Otherwise, the designer still works the same way- you have a main design view, a Preview View (or WinForms Preview), and a HtmlPreview (or WebForms Preview).

Changes to Viewer
The most significant change in this CTP is definitely the addition of PDF export in the viewers. This marks the beginning of telerik's journey down the road of building and supporting a full PDF export engine that may eventually make its way out of reporting and give developers a new .NET PDF export option (WebSupergoo is good, but I want more (good) choices!). To export any report to PDF, simply select the PDF format from the Export drop down and click Export. After that everything happens as you'd expect: your report opens in an Adobe PDF viewer looking just like it did in the viewer (Fig 3).

So far the PDF export looks good. The (quickly) rendered PDF is very true to the original report format and the page breaks are clean on multi-page reports (Fig 4). With the addition of PDF, the viewers can now export to three formats: TIFF, MHTML, and PDF. We're still waiting on HTML, Word, and JPEG.

Conclusions
We did not see tons of change in CTP2, so this is still a very alpha version of the product. The December CTP of telerik reporting is another solid step towards the final telerik reporting product, though. PDF export will be a big part of reporting's feature set, so getting that functionality on the table is a good sign that things are going well.
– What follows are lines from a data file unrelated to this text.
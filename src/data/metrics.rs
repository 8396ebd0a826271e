use std::collections::BTreeMap;

use super::filter::FilteredView;

/// Fixed bucket count of the months-contributed histogram.
pub const HISTOGRAM_BINS: usize = 20;

/// Pie slices start at 12 o'clock and run counter-clockwise.
const PIE_START_DEG: f64 = 90.0;

// ---------------------------------------------------------------------------
// Headline counts
// ---------------------------------------------------------------------------

/// The three scalar metrics at the top of the dashboard.
///
/// `receive` is a plain sum of the outcome column and `non_receive` its
/// complement, so outcome values outside `{0, 1}` skew both.
#[derive(Debug, Clone, Copy, PartialEq, Eq, Default)]
pub struct Metrics {
    pub total: usize,
    pub receive: i64,
    pub non_receive: i64,
}

impl Metrics {
    pub fn compute(view: &FilteredView<'_>) -> Self {
        let total = view.len();
        // Wrapping arithmetic: dirty outcome values mis-tally, they never panic.
        let receive = view
            .records()
            .map(|r| r.outcome())
            .fold(0i64, i64::wrapping_add);
        Metrics {
            total,
            receive,
            non_receive: (total as i64).wrapping_sub(receive),
        }
    }
}

// ---------------------------------------------------------------------------
// Two-category benefit distribution (bar + pie)
// ---------------------------------------------------------------------------

/// Counts of outcome `0` and outcome `1`, in that order.
#[derive(Debug, Clone, Copy, PartialEq, Eq, Default)]
pub struct BenefitDistribution {
    pub no_receive: usize,
    pub receive: usize,
}

/// One wedge of the benefit pie chart. Angles are in degrees.
#[derive(Debug, Clone, PartialEq)]
pub struct PieSlice {
    /// Position in [`BenefitDistribution::values`].
    pub category: usize,
    pub fraction: f64,
    pub start_deg: f64,
    pub end_deg: f64,
}

impl PieSlice {
    pub fn percent_label(&self) -> String {
        format!("{:.1}%", self.fraction * 100.0)
    }

    pub fn mid_deg(&self) -> f64 {
        (self.start_deg + self.end_deg) / 2.0
    }
}

impl BenefitDistribution {
    pub fn compute(view: &FilteredView<'_>) -> Self {
        let mut dist = BenefitDistribution::default();
        for record in view.records() {
            match record.outcome() {
                0 => dist.no_receive += 1,
                1 => dist.receive += 1,
                _ => {}
            }
        }
        dist
    }

    /// Category counts in label order: "No Reciben", "Reciben".
    pub fn values(&self) -> [usize; 2] {
        [self.no_receive, self.receive]
    }

    pub fn total(&self) -> usize {
        self.no_receive + self.receive
    }

    /// Wedges for the non-empty categories. Empty when both counts are zero.
    pub fn pie_slices(&self) -> Vec<PieSlice> {
        let total = self.total();
        if total == 0 {
            return Vec::new();
        }
        let mut start = PIE_START_DEG;
        self.values()
            .iter()
            .enumerate()
            .filter(|(_, count)| **count > 0)
            .map(|(category, &count)| {
                let fraction = count as f64 / total as f64;
                let end = start + fraction * 360.0;
                let slice = PieSlice {
                    category,
                    fraction,
                    start_deg: start,
                    end_deg: end,
                };
                start = end;
                slice
            })
            .collect()
    }
}

// ---------------------------------------------------------------------------
// Box plot statistics
// ---------------------------------------------------------------------------

/// Five-number summary plus outliers, matplotlib style (whiskers at 1.5 IQR).
#[derive(Debug, Clone, PartialEq)]
pub struct BoxStats {
    pub lower_whisker: f64,
    pub q1: f64,
    pub median: f64,
    pub q3: f64,
    pub upper_whisker: f64,
    pub outliers: Vec<f64>,
    pub count: usize,
}

impl BoxStats {
    /// `None` for an empty sample.
    pub fn from_values(values: &[f64]) -> Option<Self> {
        if values.is_empty() {
            return None;
        }
        let mut sorted = values.to_vec();
        sorted.sort_by(f64::total_cmp);

        let q1 = quantile(&sorted, 0.25);
        let median = quantile(&sorted, 0.5);
        let q3 = quantile(&sorted, 0.75);
        let iqr = q3 - q1;
        let low_fence = q1 - 1.5 * iqr;
        let high_fence = q3 + 1.5 * iqr;

        let mut lower_whisker = q1;
        let mut upper_whisker = q3;
        let mut outliers = Vec::new();
        for &v in &sorted {
            if v < low_fence || v > high_fence {
                outliers.push(v);
            } else {
                lower_whisker = lower_whisker.min(v);
                upper_whisker = upper_whisker.max(v);
            }
        }

        Some(BoxStats {
            lower_whisker,
            q1,
            median,
            q3,
            upper_whisker,
            outliers,
            count: sorted.len(),
        })
    }
}

/// Linear-interpolation quantile of an already sorted, non-empty slice.
fn quantile(sorted: &[f64], p: f64) -> f64 {
    let pos = (sorted.len() - 1) as f64 * p;
    let lo = pos.floor() as usize;
    let hi = pos.ceil() as usize;
    sorted[lo] + (sorted[hi] - sorted[lo]) * (pos - lo as f64)
}

/// Ages of one outcome category.
#[derive(Debug, Clone, PartialEq)]
pub struct AgeBox {
    pub outcome: i64,
    pub stats: BoxStats,
}

/// Age distribution grouped by outcome value, ascending.
pub fn age_by_outcome(view: &FilteredView<'_>) -> Vec<AgeBox> {
    let mut groups: BTreeMap<i64, Vec<f64>> = BTreeMap::new();
    for record in view.records() {
        groups
            .entry(record.outcome())
            .or_default()
            .push(record.age as f64);
    }
    groups
        .into_iter()
        .filter_map(|(outcome, ages)| {
            BoxStats::from_values(&ages).map(|stats| AgeBox { outcome, stats })
        })
        .collect()
}

// ---------------------------------------------------------------------------
// Histogram
// ---------------------------------------------------------------------------

/// Equal-width histogram; `edges` has one more entry than `counts`.
#[derive(Debug, Clone, PartialEq)]
pub struct Histogram {
    pub edges: Vec<f64>,
    pub counts: Vec<usize>,
}

impl Histogram {
    /// Bucket `values` into `bins` equal-width bins spanning min..=max.
    ///
    /// The last bin is closed on the right. A constant sample is widened to
    /// `v ± 0.5`; an empty sample yields zero counts over `[0, 1]`.
    pub fn new(values: &[f64], bins: usize) -> Self {
        let bins = bins.max(1);
        let (mut lo, mut hi) = values
            .iter()
            .fold((f64::INFINITY, f64::NEG_INFINITY), |(lo, hi), &v| {
                (lo.min(v), hi.max(v))
            });
        if values.is_empty() {
            lo = 0.0;
            hi = 1.0;
        } else if lo == hi {
            lo -= 0.5;
            hi += 0.5;
        }

        let width = (hi - lo) / bins as f64;
        let edges = (0..=bins).map(|i| lo + width * i as f64).collect();
        let mut counts = vec![0usize; bins];
        for &v in values {
            let idx = (((v - lo) / width).floor() as usize).min(bins - 1);
            counts[idx] += 1;
        }
        Histogram { edges, counts }
    }

    pub fn bin_width(&self) -> f64 {
        match (self.edges.first(), self.edges.get(1)) {
            (Some(a), Some(b)) => b - a,
            _ => 0.0,
        }
    }

    pub fn total(&self) -> usize {
        self.counts.iter().sum()
    }
}

/// Histogram of `months_contributed` over the view.
pub fn months_histogram(view: &FilteredView<'_>) -> Histogram {
    let months: Vec<f64> = view
        .records()
        .map(|r| r.months_contributed as f64)
        .collect();
    Histogram::new(&months, HISTOGRAM_BINS)
}

// ---------------------------------------------------------------------------
// Scatter
// ---------------------------------------------------------------------------

/// (age, months_contributed) points sharing one outcome value.
#[derive(Debug, Clone, PartialEq)]
pub struct ScatterSeries {
    pub outcome: i64,
    pub points: Vec<[f64; 2]>,
}

/// Age vs. months points, one series per outcome value, ascending.
pub fn age_months_scatter(view: &FilteredView<'_>) -> Vec<ScatterSeries> {
    let mut groups: BTreeMap<i64, Vec<[f64; 2]>> = BTreeMap::new();
    for record in view.records() {
        groups
            .entry(record.outcome())
            .or_default()
            .push([record.age as f64, record.months_contributed as f64]);
    }
    groups
        .into_iter()
        .map(|(outcome, points)| ScatterSeries { outcome, points })
        .collect()
}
Telerik has previously said that we can expect to see the first beta in the Q1 2007 time frame but they have made not indication of when reporting will ship. Based on the progress I've seen in CTP2, I would guess that reporting will not be ready for prime time until late Q2 or Q3 of 2007. And when it does, it will definitely be a great .NET reporting product.

Download the December CTP

//Todd Anglin
//December 28, 2006

2 comments:

Unknown said...

Hi Todd,

I want to make a little explanation of the export formats.
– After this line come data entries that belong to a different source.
//! Cron job API consumed by the dashboard: `/api/v1/cron/jobs*`.
//!
//! All bodies are camelCase JSON with millisecond timestamps. Failures come
//! back as `{"error": "...", "code": "..."}`.

use std::sync::Arc;

use axum::{
    extract::{
        rejection::{JsonRejection, QueryRejection},
        Query, State,
    },
    http::StatusCode,
    response::{IntoResponse, Response},
    Json,
};
use cadence_scheduler::{
    Job, JobPatch, NewJob, Payload, RunRecord, Schedule, ScheduleInput, SchedulerError,
};
use serde::Deserialize;
use serde_json::{json, Value};
use tracing::error;

use crate::app::AppState;

const DEFAULT_RUNS_LIMIT: usize = 20;

/// Error response with a stable machine-readable code.
#[derive(Debug)]
pub struct ApiError {
    status: StatusCode,
    code: &'static str,
    message: String,
}

impl ApiError {
    fn bad_request(message: impl Into<String>) -> Self {
        Self {
            status: StatusCode::BAD_REQUEST,
            code: "INVALID_REQUEST",
            message: message.into(),
        }
    }
}

impl From<SchedulerError> for ApiError {
    fn from(e: SchedulerError) -> Self {
        let status = match &e {
            SchedulerError::JobNotFound { .. } => StatusCode::NOT_FOUND,
            SchedulerError::RunSkipped { .. } => StatusCode::CONFLICT,
            SchedulerError::JobDisabled { .. } => StatusCode::BAD_REQUEST,
            e if e.is_validation() => StatusCode::BAD_REQUEST,
            _ => StatusCode::INTERNAL_SERVER_ERROR,
        };
        if status == StatusCode::INTERNAL_SERVER_ERROR {
            error!(code = e.code(), "cron api failure: {e}");
        }
        Self {
            status,
            code: e.code(),
            message: e.to_string(),
        }
    }
}

impl From<JsonRejection> for ApiError {
    fn from(rejection: JsonRejection) -> Self {
        Self::bad_request(rejection.body_text())
    }
}

impl From<QueryRejection> for ApiError {
    fn from(rejection: QueryRejection) -> Self {
        Self::bad_request(rejection.body_text())
    }
}

impl IntoResponse for ApiError {
    fn into_response(self) -> Response {
        (
            self.status,
            Json(json!({"error": self.message, "code": self.code})),
        )
            .into_response()
    }
}

/// Body of `POST /api/v1/cron/jobs`. With `id` it edits that job, otherwise
/// it creates one.
#[derive(Debug, Deserialize)]
#[serde(rename_all = "camelCase")]
pub struct JobInput {
    pub id: Option<String>,
    pub name: Option<String>,
    pub enabled: Option<bool>,
    pub schedule: Option<ScheduleInput>,
    pub payload: Option<Payload>,
    pub delete_after_run: Option<bool>,
}

impl JobInput {
    fn into_new_job(self) -> Result<NewJob, SchedulerError> {
        let schedule = self
            .schedule
            .ok_or_else(|| SchedulerError::InvalidSchedule("schedule is required".to_string()))
            .and_then(Schedule::try_from)?;
        let payload = self
            .payload
            .ok_or_else(|| SchedulerError::InvalidPayload("message text is required".to_string()))?;
        Ok(NewJob::new(self.name.unwrap_or_default(), schedule, payload)
            .enabled(self.enabled.unwrap_or(true))
            .delete_after_run(self.delete_after_run.unwrap_or(false)))
    }

    fn into_patch(self) -> Result<JobPatch, SchedulerError> {
        Ok(JobPatch {
            name: self.name,
            enabled: self.enabled,
            schedule: self.schedule.map(Schedule::try_from).transpose()?,
            payload: self.payload,
            delete_after_run: self.delete_after_run,
        })
    }
}

#[derive(Debug, Deserialize)]
pub struct IdQuery {
    pub id: String,
}

#[derive(Debug, Deserialize)]
pub struct IdBody {
    pub id: String,
}

#[derive(Debug, Deserialize)]
pub struct EnableBody {
    pub id: String,
    pub enabled: bool,
}

#[derive(Debug, Deserialize)]
pub struct RunsQuery {
    pub id: String,
    pub limit: Option<usize>,
}

/// GET /api/v1/cron/jobs: all jobs, oldest first.
pub async fn list_jobs(State(state): State<Arc<AppState>>) -> Result<Json<Vec<Job>>, ApiError> {
    Ok(Json(state.scheduler.list()?))
}

/// POST /api/v1/cron/jobs: create (201) or update (200).
pub async fn upsert_job(
    State(state): State<Arc<AppState>>,
    body: Result<Json<JobInput>, JsonRejection>,
) -> Result<(StatusCode, Json<Job>), ApiError> {
    let Json(input) = body?;
    match input.id.clone() {
        Some(id) => {
            let job = state.scheduler.update(&id, input.into_patch()?)?;
            Ok((StatusCode::OK, Json(job)))
        }
        None => {
            let job = state.scheduler.create(input.into_new_job()?)?;
            Ok((StatusCode::CREATED, Json(job)))
        }
    }
}

/// DELETE /api/v1/cron/jobs?id=: idempotent.
pub async fn delete_job(
    State(state): State<Arc<AppState>>,
    query: Result<Query<IdQuery>, QueryRejection>,
) -> Result<Json<Value>, ApiError> {
    let Query(IdQuery { id }) = query?;
    let deleted = state.scheduler.delete(&id)?;
    Ok(Json(json!({"deleted": deleted})))
}

/// POST /api/v1/cron/jobs/enable: `{id, enabled}`.
pub async fn enable_job(
    State(state): State<Arc<AppState>>,
    body: Result<Json<EnableBody>, JsonRejection>,
) -> Result<Json<Job>, ApiError> {
    let Json(EnableBody { id, enabled }) = body?;
    Ok(Json(state.scheduler.set_enabled(&id, enabled)?))
}

/// POST /api/v1/cron/jobs/test: start a manual run; poll the job for the result.
pub async fn test_job(
    State(state): State<Arc<AppState>>,
    body: Result<Json<IdBody>, JsonRejection>,
) -> Result<(StatusCode, Json<Value>), ApiError> {
    let Json(IdBody { id }) = body?;
    state.scheduler.test_run(&id)?;
    Ok((
        StatusCode::ACCEPTED,
        Json(json!({"status": "started", "id": id})),
    ))
}

/// GET /api/v1/cron/jobs/runs?id=&limit=: run history, newest first.
pub async fn list_runs(
    State(state): State<Arc<AppState>>,
    query: Result<Query<RunsQuery>, QueryRejection>,
) -> Result<Json<Vec<RunRecord>>, ApiError> {
    let Query(RunsQuery { id, limit }) = query?;
    let max = state.config.scheduler.run_history_limit.max(1);
    let limit = limit.unwrap_or(DEFAULT_RUNS_LIMIT).clamp(1, max);
    Ok(Json(state.scheduler.runs(&id, limit)?))
}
The viewer’s export functionality allows one to save a copy of the report he/she is viewing for different purposes - email it, review it later, etc. This means that the exported document should contain all the needed information - text, images, formatting. To ensure the integrity of the exported reports we consider that when exporting a report, we should generate a single document with all the resources embedded in it - PDF and MHTML and the multipaged TIFF. The MHTML file is HTML with embedded resources (encoded using MIME). We will not provide an export to HTML because there is no suitable way to stream all of the linked images (if the report has such) to the client computer together with the HTML.

About the export to JPEG: as of now you can render the report to any of the image formats that the GDI+ supports using the ReportProcessor.Render() method but only the multipaged TIFF is exposed for the export through the win/web viewers.

Svetoslav Stanev
Product Manager | Reporting
www.telerik.com

Todd Anglin said...

Svetoslav,

Thanks for providing the additional details. I like your approach that focuses rendering formats that are self contained. I think you should still consider adding plain HTML support, though, since MHTML files cannot be easily opened on Macs (with Safari) or in FireFox (without an extension installed).

In my experience supporting hundreds of reports in Crystal for a large Investment company, very few of the reports contain any images. They would render to plain HTML with no problems. I imagine users of Reporting would be willing to trade the lack of images in some of their reports for the cross-browser/cross-platform convenience of having an HTML export option.

You may alternatively consider adding an "Email Report" option to the Web Viewer that would attach the MHTML to an email message (since MHTML is an email ready format with embedded MIME objects). That would be a nice alternative for FireFox and Mac users that want an HTML report.

In any event, I'm looking forward to the beta later this month. Keep up the good work!